What’s done is done. Instead of looking back and analyzing everything to death and being regretful about things, look back with gratitude. Yes, gratitude. It has taken you time, money, effort and the wonderful support of people around you, so gratitude is the way to go! Share your music with the world!
The “non-recording” part of album production
Album Cover and contents / CD design and packaging.
Your album’s cover art will be the very first thing people see, even before they listen to your masterpiece. It is that important. This could very well be your “calling card” or advertisement for the people who will want to buy or play your music.
In line with this, you will need to find a graphic artist to get the artwork done for your CD. It would be good to give the graphic artist an overview of what the CD concept is or how you’d want it to look or feel so that a design sample for the CD cover and inlays may be done. Find “pegs” of similar groups to help flesh out design ideas. It may help to send the graphic artist a copy of your album to give him an aural feel of who he is designing for.
You can also provide samples of your own band pictures or other groups that may fit the style you’re looking for.

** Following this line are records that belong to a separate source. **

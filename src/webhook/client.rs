//! Production HTTP client implementations using reqwest.

use super::{HttpClient, HttpError, HttpRequest, HttpResponse, TransportConfig};

/// HTTP client wrapping a single `reqwest::Client`.
///
/// This is a thin wrapper that implements the [`HttpClient`] trait.
/// Reusing one instance shares reqwest's connection pool across requests.
///
/// # Example
///
/// ```no_run
/// use status_hook::webhook::{HttpClient, HttpRequest, ReqwestClient, TransportConfig};
/// use url::Url;
///
/// # async fn example() -> Result<(), Box<dyn std::error::Error>> {
/// let client = ReqwestClient::from_transport(&TransportConfig::default())?;
/// let url = Url::parse("https://api.example.com/hook")?;
/// let response = client.request(HttpRequest::get(url)).await?;
/// println!("Status: {}", response.status);
/// # Ok(())
/// # }
/// ```
#[derive(Debug, Clone)]
pub struct ReqwestClient {
    inner: reqwest::Client,
}

impl ReqwestClient {
    /// Creates an HTTP client with reqwest's default configuration.
    #[must_use]
    pub fn new() -> Self {
        Self {
            inner: reqwest::Client::new(),
        }
    }

    /// Creates an HTTP client from an existing reqwest client.
    #[must_use]
    pub const fn from_client(client: reqwest::Client) -> Self {
        Self { inner: client }
    }

    /// Creates an HTTP client configured with the given transport settings.
    ///
    /// # Errors
    ///
    /// Returns [`HttpError`] if the transport cannot be built
    /// (for example an unreadable CA bundle).
    pub fn from_transport(transport: &TransportConfig) -> Result<Self, HttpError> {
        transport.build_client().map(Self::from_client)
    }
}

impl Default for ReqwestClient {
    fn default() -> Self {
        Self::new()
    }
}

impl HttpClient for ReqwestClient {
    async fn request(&self, req: HttpRequest) -> Result<HttpResponse, HttpError> {
        tracing::debug!(method = %req.method, url = %req.url, "Sending HTTP request");

        let mut builder = self.inner.request(req.method, req.url.as_str());

        for (name, value) in &req.headers {
            builder = builder.header(name, value);
        }

        if let Some(body) = req.body {
            builder = builder.body(body);
        }

        let response = builder.send().await.map_err(map_send_error)?;

        let status = response.status();
        let headers = response.headers().clone();
        let body = response
            .bytes()
            .await
            .map_err(map_send_error)?
            .to_vec();

        Ok(HttpResponse::new(status, headers, body))
    }
}

fn map_send_error(e: reqwest::Error) -> HttpError {
    if e.is_timeout() {
        HttpError::Timeout
    } else if e.is_builder() {
        HttpError::invalid(e.to_string())
    } else {
        HttpError::Connection(Box::new(e))
    }
}

/// HTTP client that builds a fresh transport for every request.
///
/// No connection is reused between calls, so there is no shared
/// state between concurrent requests beyond the immutable settings.
#[derive(Debug, Clone, Default)]
pub struct TransportClient {
    transport: TransportConfig,
}

impl TransportClient {
    /// Creates a client that uses `transport` for each request.
    #[must_use]
    pub const fn new(transport: TransportConfig) -> Self {
        Self { transport }
    }

    /// Returns the transport settings.
    #[must_use]
    pub const fn transport(&self) -> &TransportConfig {
        &self.transport
    }
}

impl HttpClient for TransportClient {
    async fn request(&self, req: HttpRequest) -> Result<HttpResponse, HttpError> {
        let client = ReqwestClient::from_transport(&self.transport)?;
        client.request(req).await
    }
}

Remember as well that you need to visually match what people hear. If you sound like a balladeer, people will not want to see artwork or pictures with bling, oversized t-shirts, baseball caps and low, baggy jeans.
Do supply the graphic artist as well with the text, lyrics and production credits that you choose to include in the entire design.
The graphic artist will also need deadlines to meet as you go about production. Don’t forget to include this phase within your production calendar.
Other points to consider with regard to your CD album design:
Whether you’re a solo artist or a band, you have a name. If you want people to know you, your name should be visible on the cover. The look of the design should not confuse the artist name with the album title name.
Check your information thoroughly. Is that all the information you want on the CD? Also consider including a website URL or an online address of some sort – anything that will help people get in touch with you or find more information about you, even after purchasing the album.
Throughout production, check the artwork draft submissions and evaluate and revise accordingly.
Decide on a CD manufacturing provider where you will have your CD master packaged and replicated. How would you like your CD packaged? In jewel cases? Or CD sleeves or wallets? You can take a look at what different providers have to offer before you make your choice. You would do well to select one that has experience, good feedback, good turnaround, and one that also gives you great value for your money.
Towards the latter part of production, check the album track list against the CD master to verify the correct song sequence on the design. Song one is one, Song two is two, etc. Song titles and tracks should be in proper order as seen on the CD jacket.